Top of TASK DATA
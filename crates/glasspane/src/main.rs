mod commands;

use clap::{Parser, Subcommand};

#[derive(Parser)]
#[command(
    name = "glasspane",
    version,
    about = "A transparent click-through overlay with an immediate-mode render loop"
)]
struct Cli {
    #[command(subcommand)]
    command: Commands,
}

#[derive(Subcommand)]
enum Commands {
    /// Create the default configuration file
    Init,
    /// Show the overlay until its window is destroyed
    Run(commands::run::RunArgs),
    /// Check configuration and display setup
    Doctor,
}

fn main() {
    let cli = Cli::parse();

    let code = match cli.command {
        Commands::Init => commands::init::execute(),
        Commands::Run(args) => commands::run::execute(&args),
        Commands::Doctor => commands::doctor::execute(),
    };

    std::process::exit(code);
}
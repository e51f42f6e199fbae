use std::io::ErrorKind;
use std::path::PathBuf;

use super::Config;
use crate::log_warn;

/// Returns the config directory: `~/.config/glasspane/`.
pub fn config_dir() -> Option<PathBuf> {
    dirs::home_dir().map(|h| h.join(".config").join("glasspane"))
}

/// Returns the config file path: `~/.config/glasspane/config.toml`.
pub fn config_path() -> Option<PathBuf> {
    config_dir().map(|d| d.join("config.toml"))
}

/// Why a config file could not be loaded.
#[derive(thiserror::Error, Debug)]
pub enum LoadError {
    /// The file does not exist.
    #[error("config file not found")]
    Missing,
    /// The file exists but could not be read or parsed.
    #[error("{0}")]
    Invalid(String),
}

/// Tries to load and parse `config.toml`.
///
/// Values are clamped to safe ranges via [`Config::validate`].
pub fn try_load() -> Result<Config, LoadError> {
    let path = config_path()
        .ok_or_else(|| LoadError::Invalid("could not determine config path".into()))?;
    let content = std::fs::read_to_string(&path).map_err(|e| match e.kind() {
        ErrorKind::NotFound => LoadError::Missing,
        _ => LoadError::Invalid(format!("{}: {e}", path.display())),
    })?;
    parse(&content).map_err(|e| LoadError::Invalid(format!("{}: {e}", path.display())))
}

/// Loads the configuration from disk, falling back to defaults.
///
/// A missing file silently yields defaults; an unreadable or invalid one
/// is reported on stderr and in the log.
pub fn load() -> Config {
    match try_load() {
        Ok(config) => config,
        Err(LoadError::Missing) => Config::default(),
        Err(e) => {
            eprintln!("Warning: {e}");
            log_warn!("using default config: {e}");
            Config::default()
        }
    }
}

/// Parses and validates config text.
pub(crate) fn parse(content: &str) -> Result<Config, toml::de::Error> {
    let mut config: Config = toml::from_str(content)?;
    config.validate();
    Ok(config)
}

#[cfg(test)]
mod tests {
    use super::*;

    #[test]
    fn parse_validates_values() {
        // Arrange
        let content = "[overlay]\nsync_interval = 12\n";

        // Act
        let config = parse(content).unwrap();

        // Assert
        assert_eq!(config.overlay.sync_interval, 4);
    }

    #[test]
    fn parse_rejects_malformed_toml() {
        assert!(parse("[overlay\ntitle = 1").is_err());
    }

    #[test]
    fn config_path_lives_under_config_dir() {
        if let (Some(dir), Some(path)) = (config_dir(), config_path()) {
            assert!(path.starts_with(dir));
            assert!(path.ends_with("config.toml"));
        }
    }
}
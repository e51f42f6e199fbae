//! Direct3D 11 device, swapchain and render target setup.
//!
//! COM interfaces release their reference when dropped, so the device,
//! context, swapchain and views need no explicit cleanup here.

use glasspane_core::PlatformResult;
use glasspane_core::platform::{
    DeviceParts, FeatureLevel, PixelFormat, SwapChainDesc, SwapEffect,
};
use windows::Win32::Foundation::{HMODULE, HWND};
use windows::Win32::Graphics::Direct3D::{
    D3D_DRIVER_TYPE_HARDWARE, D3D_FEATURE_LEVEL, D3D_FEATURE_LEVEL_10_0, D3D_FEATURE_LEVEL_11_0,
};
use windows::Win32::Graphics::Direct3D11::{
    D3D11_CREATE_DEVICE_FLAG, D3D11_SDK_VERSION, D3D11CreateDeviceAndSwapChain, ID3D11Device,
    ID3D11DeviceContext, ID3D11RenderTargetView, ID3D11Texture2D,
};
use windows::Win32::Graphics::Dxgi::Common::{
    DXGI_FORMAT, DXGI_FORMAT_R8G8B8A8_UNORM, DXGI_MODE_DESC, DXGI_RATIONAL, DXGI_SAMPLE_DESC,
};
use windows::Win32::Graphics::Dxgi::{
    DXGI_PRESENT, DXGI_SWAP_CHAIN_DESC, DXGI_SWAP_CHAIN_FLAG_ALLOW_MODE_SWITCH,
    DXGI_SWAP_EFFECT, DXGI_SWAP_EFFECT_DISCARD, DXGI_USAGE_RENDER_TARGET_OUTPUT, IDXGISwapChain,
};

/// Device, immediate context and swapchain created together.
pub type D3DParts = DeviceParts<ID3D11Device, ID3D11DeviceContext, IDXGISwapChain>;

/// Creates a hardware device and a swapchain bound to `hwnd`, trying
/// `levels` in order.
pub fn create_device(
    hwnd: HWND,
    desc: &SwapChainDesc,
    levels: &[FeatureLevel],
) -> PlatformResult<D3DParts> {
    let sd = swap_chain_desc(hwnd, desc);
    let levels: Vec<D3D_FEATURE_LEVEL> = levels.iter().copied().map(to_d3d_level).collect();

    let mut swap_chain = None;
    let mut device = None;
    let mut context = None;
    let mut achieved = D3D_FEATURE_LEVEL::default();

    // SAFETY: every out pointer references a live local.
    unsafe {
        D3D11CreateDeviceAndSwapChain(
            None,
            D3D_DRIVER_TYPE_HARDWARE,
            HMODULE::default(),
            D3D11_CREATE_DEVICE_FLAG(0),
            Some(&levels),
            D3D11_SDK_VERSION,
            Some(&sd),
            Some(&mut swap_chain),
            Some(&mut device),
            Some(&mut achieved),
            Some(&mut context),
        )?;
    }

    match (device, context, swap_chain) {
        (Some(device), Some(context), Some(swap_chain)) => Ok(DeviceParts {
            device,
            context,
            swap_chain,
            feature_level: from_d3d_level(achieved),
        }),
        _ => Err("D3D11CreateDeviceAndSwapChain returned no objects".into()),
    }
}

/// Fetches back buffer 0.
pub fn back_buffer(swap_chain: &IDXGISwapChain) -> PlatformResult<ID3D11Texture2D> {
    Ok(unsafe { swap_chain.GetBuffer::<ID3D11Texture2D>(0)? })
}

/// Creates a render target view covering the whole back buffer.
pub fn create_render_target(
    device: &ID3D11Device,
    back_buffer: &ID3D11Texture2D,
) -> PlatformResult<ID3D11RenderTargetView> {
    let mut view = None;
    unsafe { device.CreateRenderTargetView(back_buffer, None, Some(&mut view))? };
    view.ok_or_else(|| "CreateRenderTargetView returned no view".into())
}

/// Binds `target` as the sole color target and clears it.
pub fn bind_and_clear(
    context: &ID3D11DeviceContext,
    target: &ID3D11RenderTargetView,
    color: [f32; 4],
) {
    unsafe {
        context.OMSetRenderTargets(Some(&[Some(target.clone())]), None);
        context.ClearRenderTargetView(target, &color);
    }
}

/// Presents the swapchain.
pub fn present(swap_chain: &IDXGISwapChain, sync_interval: u32) -> PlatformResult<()> {
    unsafe { swap_chain.Present(sync_interval, DXGI_PRESENT(0)).ok()? };
    Ok(())
}

fn swap_chain_desc(hwnd: HWND, desc: &SwapChainDesc) -> DXGI_SWAP_CHAIN_DESC {
    DXGI_SWAP_CHAIN_DESC {
        BufferDesc: DXGI_MODE_DESC {
            Width: desc.width,
            Height: desc.height,
            RefreshRate: DXGI_RATIONAL {
                Numerator: desc.refresh_rate.numerator,
                Denominator: desc.refresh_rate.denominator,
            },
            Format: to_dxgi_format(desc.format),
            ..Default::default()
        },
        SampleDesc: DXGI_SAMPLE_DESC {
            Count: desc.sample_count,
            Quality: 0,
        },
        BufferUsage: DXGI_USAGE_RENDER_TARGET_OUTPUT,
        BufferCount: desc.buffer_count,
        OutputWindow: hwnd,
        Windowed: desc.windowed.into(),
        SwapEffect: to_dxgi_swap_effect(desc.swap_effect),
        Flags: if desc.allow_mode_switch {
            DXGI_SWAP_CHAIN_FLAG_ALLOW_MODE_SWITCH.0 as u32
        } else {
            0
        },
    }
}

fn to_dxgi_format(format: PixelFormat) -> DXGI_FORMAT {
    match format {
        PixelFormat::Rgba8Unorm => DXGI_FORMAT_R8G8B8A8_UNORM,
    }
}

fn to_dxgi_swap_effect(effect: SwapEffect) -> DXGI_SWAP_EFFECT {
    match effect {
        SwapEffect::Discard => DXGI_SWAP_EFFECT_DISCARD,
    }
}

fn to_d3d_level(level: FeatureLevel) -> D3D_FEATURE_LEVEL {
    match level {
        FeatureLevel::Level11_0 => D3D_FEATURE_LEVEL_11_0,
        FeatureLevel::Level10_0 => D3D_FEATURE_LEVEL_10_0,
    }
}

fn from_d3d_level(level: D3D_FEATURE_LEVEL) -> FeatureLevel {
    if level == D3D_FEATURE_LEVEL_11_0 {
        FeatureLevel::Level11_0
    } else {
        FeatureLevel::Level10_0
    }
}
Bottom of TASK DATA
TASK OBJECTIVE:
Looking through the records, copy out every line in which the word "derive" is found.

PROBLEM SOLUTION:
#[derive(Parser)]
#[derive(Subcommand)]
#[derive(thiserror::Error, Debug)]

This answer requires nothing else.